Voor een bevestigend antwoord pleit dat het anders (vrijwel) onmogelijk is om te voldoen aan de bewijslast die is voorzien in de prejudiciële beslissing van 26 april 2024. Voor een ontkennend antwoord pleit dat achter een uitbreiding van een typegoedkeuring tevens technische wijzigingen kunnen schuilgaan met een daadwerkelijke invloed op de CO2uitstoot (zie nader hierna onder 4.6).
- Tweede vraag
4.5.
De tweede vraag rijst vooral bij een bevestigend antwoord op de eerste vraag. Zij luidt: welke essentiële punten uit bijlage II, deel B, behorend bij Richtlijn 2007/46/EG (zoals geldend op 1 september 2018) zijn precies bedoeld in de prejudiciële beslissing van 26 april 2024? Gezien het bepaalde in onderdeel 1 van bijlage II, deel B, behorend bij Richtlijn 2007/46/EG, omvat een voertuigtype altijd een of meer varianten, terwijl een variant op haar beurt een of meer uitvoeringen omvat.

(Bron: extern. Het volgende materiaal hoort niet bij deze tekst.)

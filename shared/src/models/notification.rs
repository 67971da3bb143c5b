//! In-app notification models

use chrono::{DateTime, Utc};
use serde::{Deserialize, Serialize};
use uuid::Uuid;

/// A notification addressed to a single user
#[derive(Debug, Clone, Serialize, Deserialize, PartialEq)]
#[cfg_attr(feature = "sqlx", derive(sqlx::FromRow))]
pub struct Notification {
    pub id: Uuid,
    pub user_id: Uuid,
    pub report_id: Option<Uuid>,
    pub title: String,
    pub message: String,
    pub is_read: bool,
    pub created_at: DateTime<Utc>,
}

/// A notification that has not been written yet
#[derive(Debug, Clone, Serialize, Deserialize, PartialEq, Eq)]
pub struct NewNotification {
    pub user_id: Uuid,
    pub report_id: Option<Uuid>,
    pub title: String,
    pub message: String,
}
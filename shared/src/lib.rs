//! Shared types and models for the Municipal Weather Monitoring service
//!
//! This crate contains the domain models, enums, validation rules and the
//! daily weather aggregation used by the backend. Enabling the `sqlx` feature
//! derives `FromRow` for the persisted models.

pub mod aggregation;
pub mod models;
pub mod types;
pub mod validation;

pub use aggregation::*;
pub use models::*;
pub use types::*;
pub use validation::*;
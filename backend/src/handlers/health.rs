//! Health check handlers

use axum::{extract::State, Json};
use serde::Serialize;

use crate::AppState;

#[derive(Serialize)]
pub struct HealthResponse {
    pub status: String,
    pub version: String,
    pub database: String,
    pub scheduler: String,
}

/// Health check endpoint handler
pub async fn health_check(State(state): State<AppState>) -> Json<HealthResponse> {
    // Check database connectivity
    let db_status = match sqlx::query("SELECT 1").execute(&state.db).await {
        Ok(_) => "connected",
        Err(err) => {
            tracing::warn!("Health check database query failed: {err}");
            "disconnected"
        }
    };

    let scheduler = if state.config.scheduler.enabled {
        "enabled"
    } else {
        "disabled"
    };

    Json(HealthResponse {
        status: "healthy".to_string(),
        version: env!("CARGO_PKG_VERSION").to_string(),
        database: db_status.to_string(),
        scheduler: scheduler.to_string(),
    })
}
//! Common types used across the platform

use std::fmt;
use std::str::FromStr;

use serde::{Deserialize, Serialize};
use thiserror::Error;

/// Error raised when a stored or submitted enum value is not recognised
#[derive(Debug, Clone, Error, PartialEq, Eq)]
#[error("invalid {kind} value: {value}")]
pub struct ParseError {
    pub kind: &'static str,
    pub value: String,
}

impl ParseError {
    fn new(kind: &'static str, value: &str) -> Self {
        Self {
            kind,
            value: value.to_string(),
        }
    }
}

/// Account role
#[derive(Debug, Clone, Copy, Serialize, Deserialize, PartialEq, Eq, Hash, Default)]
#[serde(rename_all = "lowercase")]
pub enum Role {
    Admin,
    #[default]
    User,
}

impl Role {
    pub fn as_str(&self) -> &'static str {
        match self {
            Role::Admin => "admin",
            Role::User => "user",
        }
    }

    pub fn is_admin(&self) -> bool {
        matches!(self, Role::Admin)
    }
}

impl fmt::Display for Role {
    fn fmt(&self, f: &mut fmt::Formatter<'_>) -> fmt::Result {
        f.write_str(self.as_str())
    }
}

impl FromStr for Role {
    type Err = ParseError;

    fn from_str(s: &str) -> Result<Self, Self::Err> {
        match s {
            "admin" => Ok(Role::Admin),
            "user" => Ok(Role::User),
            other => Err(ParseError::new("role", other)),
        }
    }
}

impl TryFrom<String> for Role {
    type Error = ParseError;

    fn try_from(value: String) -> Result<Self, Self::Error> {
        value.parse()
    }
}

/// Lifecycle of a citizen report
///
/// Admins may set any status from any other; there is no terminal state.
#[derive(Debug, Clone, Copy, Serialize, Deserialize, PartialEq, Eq, Hash, Default)]
pub enum ReportStatus {
    #[default]
    Pending,
    #[serde(rename = "In Progress")]
    InProgress,
    Resolved,
}

impl ReportStatus {
    pub const ALL: [ReportStatus; 3] = [
        ReportStatus::Pending,
        ReportStatus::InProgress,
        ReportStatus::Resolved,
    ];

    pub fn as_str(&self) -> &'static str {
        match self {
            ReportStatus::Pending => "Pending",
            ReportStatus::InProgress => "In Progress",
            ReportStatus::Resolved => "Resolved",
        }
    }
}

impl fmt::Display for ReportStatus {
    fn fmt(&self, f: &mut fmt::Formatter<'_>) -> fmt::Result {
        f.write_str(self.as_str())
    }
}

impl FromStr for ReportStatus {
    type Err = ParseError;

    fn from_str(s: &str) -> Result<Self, Self::Err> {
        ReportStatus::ALL
            .into_iter()
            .find(|status| status.as_str() == s)
            .ok_or_else(|| ParseError::new("status", s))
    }
}

impl TryFrom<String> for ReportStatus {
    type Error = ParseError;

    fn try_from(value: String) -> Result<Self, Self::Error> {
        value.parse()
    }
}

/// GPS coordinates in decimal degrees
#[derive(Debug, Clone, Copy, Serialize, Deserialize, PartialEq)]
pub struct GpsCoordinates {
    pub latitude: f64,
    pub longitude: f64,
}

impl GpsCoordinates {
    pub fn new(latitude: f64, longitude: f64) -> Self {
        Self {
            latitude,
            longitude,
        }
    }

    pub fn is_valid(&self) -> bool {
        (-90.0..=90.0).contains(&self.latitude) && (-180.0..=180.0).contains(&self.longitude)
    }
}

/// Standard `{ message, data }` envelope used by list-style endpoints
#[derive(Debug, Clone, Serialize, Deserialize)]
pub struct MessageResponse<T> {
    pub message: String,
    pub data: T,
}

impl<T> MessageResponse<T> {
    pub fn new(message: impl Into<String>, data: T) -> Self {
        Self {
            message: message.into(),
            data,
        }
    }
}

#[cfg(test)]
mod tests {
    use super::*;

    #[test]
    fn report_status_uses_display_labels_on_the_wire() {
        let json = serde_json::to_string(&ReportStatus::InProgress).unwrap();
        assert_eq!(json, "\"In Progress\"");

        let parsed: ReportStatus = serde_json::from_str("\"Resolved\"").unwrap();
        assert_eq!(parsed, ReportStatus::Resolved);
    }

    #[test]
    fn report_status_rejects_unknown_labels() {
        assert!("in progress".parse::<ReportStatus>().is_err());
        assert!("Closed".parse::<ReportStatus>().is_err());
        assert!("".parse::<ReportStatus>().is_err());
    }

    #[test]
    fn role_round_trips_through_text() {
        for role in [Role::Admin, Role::User] {
            assert_eq!(role.as_str().parse::<Role>().unwrap(), role);
        }
        assert!("superuser".parse::<Role>().is_err());
    }

    #[test]
    fn coordinates_bounds() {
        assert!(GpsCoordinates::new(7.85, 125.05).is_valid());
        assert!(!GpsCoordinates::new(91.0, 0.0).is_valid());
        assert!(!GpsCoordinates::new(0.0, -181.0).is_valid());
    }
}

De CO2-uitstoot is een kenmerk van een uitvoering. Dat geldt ook voor de cilinderinhoud, het motorvermogen, de aard van de brandstof en de maximum massa, hetgeen allemaal kenmerken zijn die de werkelijke CO2-uitstoot kunnen beïnvloeden. Onder dezelfde typegoedkeuring, afgegeven op het voertuigtype, kunnen daarom personenauto’s op de markt worden gebracht met niet onbeduidende technische verschillen en in elk geval ook met een verschillende CO2-uitstoot.
4.6.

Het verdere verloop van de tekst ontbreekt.